In a nutshell, we are looking for someone who is way closer to perfection than ourselves …
Of course, we don’t know how to evaluate all that… In robotics terms, we are facing a decision making under uncertainty problem, an active perception problem, and a bounded rationality problem (e.g., making decisions with incomplete information and limited time). Each of us on the committee tries to observe and to probe you with questions. We fall victims to our cognitive biases, jump into conclusions with insufficient data, while trying hard not to fill the missing pieces with stereotypes, imagination, and random thoughts/mood of the day.
So how to survive this complicated, stressful, inherently stochastic, and often biased process? There are a lot you can do before coming to an interview. Preparation and experience help. Iterate on the answers to common questions leads to better, more focused answers. Known what may come helps you to prepare and know when to relax.
However, a skillful search committee can/may see through some of the facade. There are things that can be couched by a good advisor in a matter of hours (e.g., which funding programs to target), but we are not hiring your advisor. Interview experience can be learned (someone had many interviews in the past is not necessarily preferred to someone on the first trip).
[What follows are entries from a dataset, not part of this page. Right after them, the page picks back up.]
use eframe::egui::Color32;
use palette::Srgb;

// ---------------------------------------------------------------------------
// Chart colours
// ---------------------------------------------------------------------------

/// Single-series bars (Graphs I and III).
pub const BAR_GREY: &str = "#484848";
/// Year bars, and U.S. citizens / permanent residents in the breakdown.
pub const NAVY: &str = "#20283E";
/// Temporary visa holders in the breakdown.
pub const GOLD: &str = "#DBAE58";

/// Plot background and grid, after ggplot2's default theme.
pub const PANEL_BACKGROUND: Color32 = Color32::from_rgb(0xEB, 0xEB, 0xEB);

/// Parse a `#rrggbb` colour; malformed input falls back to grey.
pub fn parse_hex(hex: &str) -> Srgb<u8> {
    hex.parse::<Srgb<u8>>().unwrap_or_else(|e| {
        log::warn!("Invalid colour '{hex}': {e}");
        Srgb::new(0x80, 0x80, 0x80)
    })
}

pub fn to_color32(color: Srgb<u8>) -> Color32 {
    Color32::from_rgb(color.red, color.green, color.blue)
}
Always done you homework is a good quality; but is only one of many that we are looking for. Worked on a cool project, like a NASA mission, only means you were on a large team. There are also things that any intelligent person can learn on the job later, without much risks.
What we really want to get to know better is you. We try to focus on things that would take real effort and experience to understand. For example, someone who has never taught a class before would likely not understand the true challenges in teaching and learning. Someone who only did what the advisor told him/her to do may not have deep insights on what is the next step, the step after that, and why. You are unlikely to be a good leader without appreciating the meaning of compromise and sacrifice. Your strong desire to help the community needs to be backed up with a purpose and a track record. You may pretend well for a minute, but if you didn’t have the real experience, this may not survive a few rounds of probing.
Faculty candidates often don’t know why they failed (or succeeded). Almost no search committee can provide frank and detailed feedback due to a variety of reasons. We won’t/can’t tell you that you’ve been acting like a teenage; your accent was not a problem; that name dropping/talking down other researchers did not serve your interest; your honesty and willingness to expose your vulnerability was appreciated; you didn’t seem to be prepared to write a proposal/teach a class/run a lab; etc. I have seen candidates apparently interviewed at many different places didn’t quite understand why they haven’t landed a job. I was in that boat for a few years as well.
So, pretending to be a better, more desirable version of yourself during the interview may not work out. I think a better strategy is to act like that version now, to identify and build up these experiences, and to collect honest feedback. It is never too late for doing that. After you have started on this path, you can follow what many people suggested to do during interviews: “just be yourself”. You no longer have to pretend to be someone better; you are a better faculty candidate.